• **Data for review**
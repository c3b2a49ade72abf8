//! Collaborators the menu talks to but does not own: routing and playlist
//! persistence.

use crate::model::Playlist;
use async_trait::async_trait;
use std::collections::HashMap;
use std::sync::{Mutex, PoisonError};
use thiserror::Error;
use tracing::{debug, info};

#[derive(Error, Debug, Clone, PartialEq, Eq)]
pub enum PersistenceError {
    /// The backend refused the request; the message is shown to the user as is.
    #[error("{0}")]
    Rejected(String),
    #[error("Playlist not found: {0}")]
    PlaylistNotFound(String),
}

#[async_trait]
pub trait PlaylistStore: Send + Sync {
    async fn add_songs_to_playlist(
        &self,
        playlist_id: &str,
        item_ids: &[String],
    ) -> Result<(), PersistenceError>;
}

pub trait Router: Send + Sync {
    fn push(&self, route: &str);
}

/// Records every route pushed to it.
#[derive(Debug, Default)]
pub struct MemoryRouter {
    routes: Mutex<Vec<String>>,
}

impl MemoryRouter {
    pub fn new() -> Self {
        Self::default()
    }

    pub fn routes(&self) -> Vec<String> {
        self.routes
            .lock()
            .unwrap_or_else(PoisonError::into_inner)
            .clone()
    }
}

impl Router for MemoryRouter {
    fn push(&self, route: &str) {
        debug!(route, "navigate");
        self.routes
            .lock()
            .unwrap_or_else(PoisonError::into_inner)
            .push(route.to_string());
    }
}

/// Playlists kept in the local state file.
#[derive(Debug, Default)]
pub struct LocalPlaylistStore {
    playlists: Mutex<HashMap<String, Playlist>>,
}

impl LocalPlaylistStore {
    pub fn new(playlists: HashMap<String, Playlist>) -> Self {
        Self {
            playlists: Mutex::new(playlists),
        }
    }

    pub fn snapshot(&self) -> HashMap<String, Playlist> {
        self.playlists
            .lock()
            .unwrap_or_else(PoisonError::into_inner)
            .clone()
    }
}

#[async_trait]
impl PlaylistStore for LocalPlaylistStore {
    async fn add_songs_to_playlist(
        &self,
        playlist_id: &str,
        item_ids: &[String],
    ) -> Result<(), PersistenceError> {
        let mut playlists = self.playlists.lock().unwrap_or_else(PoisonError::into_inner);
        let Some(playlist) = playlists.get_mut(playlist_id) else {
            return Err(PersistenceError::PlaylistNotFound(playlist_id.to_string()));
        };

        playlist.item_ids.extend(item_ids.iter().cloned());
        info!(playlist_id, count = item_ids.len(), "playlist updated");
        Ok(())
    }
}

...

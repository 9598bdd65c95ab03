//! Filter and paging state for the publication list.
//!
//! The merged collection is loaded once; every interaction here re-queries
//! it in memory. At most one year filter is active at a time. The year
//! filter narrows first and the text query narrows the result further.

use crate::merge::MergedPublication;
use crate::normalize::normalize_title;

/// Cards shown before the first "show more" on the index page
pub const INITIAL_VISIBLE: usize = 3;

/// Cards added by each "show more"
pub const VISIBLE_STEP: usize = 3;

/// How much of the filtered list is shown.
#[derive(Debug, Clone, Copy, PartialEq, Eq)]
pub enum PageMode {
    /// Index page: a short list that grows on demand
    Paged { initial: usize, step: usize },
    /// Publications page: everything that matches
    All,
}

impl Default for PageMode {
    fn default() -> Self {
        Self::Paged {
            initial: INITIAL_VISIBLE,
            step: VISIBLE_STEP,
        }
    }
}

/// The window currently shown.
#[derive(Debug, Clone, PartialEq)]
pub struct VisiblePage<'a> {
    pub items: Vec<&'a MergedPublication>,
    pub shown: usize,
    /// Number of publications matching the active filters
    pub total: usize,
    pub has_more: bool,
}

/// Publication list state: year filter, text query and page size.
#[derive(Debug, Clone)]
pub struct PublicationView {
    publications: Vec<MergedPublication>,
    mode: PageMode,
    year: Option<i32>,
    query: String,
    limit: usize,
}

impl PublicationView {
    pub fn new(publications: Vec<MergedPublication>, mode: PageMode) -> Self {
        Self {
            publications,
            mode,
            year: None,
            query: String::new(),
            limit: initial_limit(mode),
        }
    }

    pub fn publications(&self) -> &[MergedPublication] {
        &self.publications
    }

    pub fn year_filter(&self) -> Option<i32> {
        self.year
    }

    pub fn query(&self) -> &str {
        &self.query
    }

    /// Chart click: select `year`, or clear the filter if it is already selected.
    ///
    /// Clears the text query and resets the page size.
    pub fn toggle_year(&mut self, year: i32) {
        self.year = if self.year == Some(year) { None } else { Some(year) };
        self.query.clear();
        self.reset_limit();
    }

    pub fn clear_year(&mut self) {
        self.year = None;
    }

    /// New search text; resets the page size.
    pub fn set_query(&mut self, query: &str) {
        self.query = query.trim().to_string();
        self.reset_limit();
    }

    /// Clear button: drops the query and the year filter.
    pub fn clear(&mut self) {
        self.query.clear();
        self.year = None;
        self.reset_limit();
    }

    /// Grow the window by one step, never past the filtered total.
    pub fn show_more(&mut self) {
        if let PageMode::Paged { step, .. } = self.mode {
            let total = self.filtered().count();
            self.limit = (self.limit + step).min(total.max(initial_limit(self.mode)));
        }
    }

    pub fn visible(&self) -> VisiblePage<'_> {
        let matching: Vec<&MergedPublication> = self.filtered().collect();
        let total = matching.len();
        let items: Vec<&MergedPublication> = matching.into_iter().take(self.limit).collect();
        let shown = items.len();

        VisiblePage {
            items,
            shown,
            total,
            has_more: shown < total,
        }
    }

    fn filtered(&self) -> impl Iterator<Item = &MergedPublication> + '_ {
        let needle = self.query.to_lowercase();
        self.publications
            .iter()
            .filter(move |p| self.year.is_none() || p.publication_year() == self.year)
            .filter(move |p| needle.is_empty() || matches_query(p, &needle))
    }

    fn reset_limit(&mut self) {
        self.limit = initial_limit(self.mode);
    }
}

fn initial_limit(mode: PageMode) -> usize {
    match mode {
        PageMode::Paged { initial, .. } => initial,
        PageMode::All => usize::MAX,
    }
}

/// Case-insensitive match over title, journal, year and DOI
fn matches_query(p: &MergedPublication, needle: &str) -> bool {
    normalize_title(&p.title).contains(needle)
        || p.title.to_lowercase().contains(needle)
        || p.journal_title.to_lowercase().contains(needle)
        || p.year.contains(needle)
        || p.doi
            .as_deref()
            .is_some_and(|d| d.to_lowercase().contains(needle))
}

• **About this task**
Using the entries above, give again exactly the lines from the line holding "pub fn publications(&self)" through the line holding "fn filtered(&self) ->". Include both end lines and nothing else.

• **Answer space**
    pub fn publications(&self) -> &[MergedPublication] {
        &self.publications
    }

    pub fn year_filter(&self) -> Option<i32> {
        self.year
    }

    pub fn query(&self) -> &str {
        &self.query
    }

    /// Chart click: select `year`, or clear the filter if it is already selected.
    ///
    /// Clears the text query and resets the page size.
    pub fn toggle_year(&mut self, year: i32) {
        self.year = if self.year == Some(year) { None } else { Some(year) };
        self.query.clear();
        self.reset_limit();
    }

    pub fn clear_year(&mut self) {
        self.year = None;
    }

    /// New search text; resets the page size.
    pub fn set_query(&mut self, query: &str) {
        self.query = query.trim().to_string();
        self.reset_limit();
    }

    /// Clear button: drops the query and the year filter.
    pub fn clear(&mut self) {
        self.query.clear();
        self.year = None;
        self.reset_limit();
    }

    /// Grow the window by one step, never past the filtered total.
    pub fn show_more(&mut self) {
        if let PageMode::Paged { step, .. } = self.mode {
            let total = self.filtered().count();
            self.limit = (self.limit + step).min(total.max(initial_limit(self.mode)));
        }
    }

    pub fn visible(&self) -> VisiblePage<'_> {
        let matching: Vec<&MergedPublication> = self.filtered().collect();
        let total = matching.len();
        let items: Vec<&MergedPublication> = matching.into_iter().take(self.limit).collect();
        let shown = items.len();

        VisiblePage {
            items,
            shown,
            total,
            has_more: shown < total,
        }
    }

    fn filtered(&self) -> impl Iterator<Item = &MergedPublication> + '_ {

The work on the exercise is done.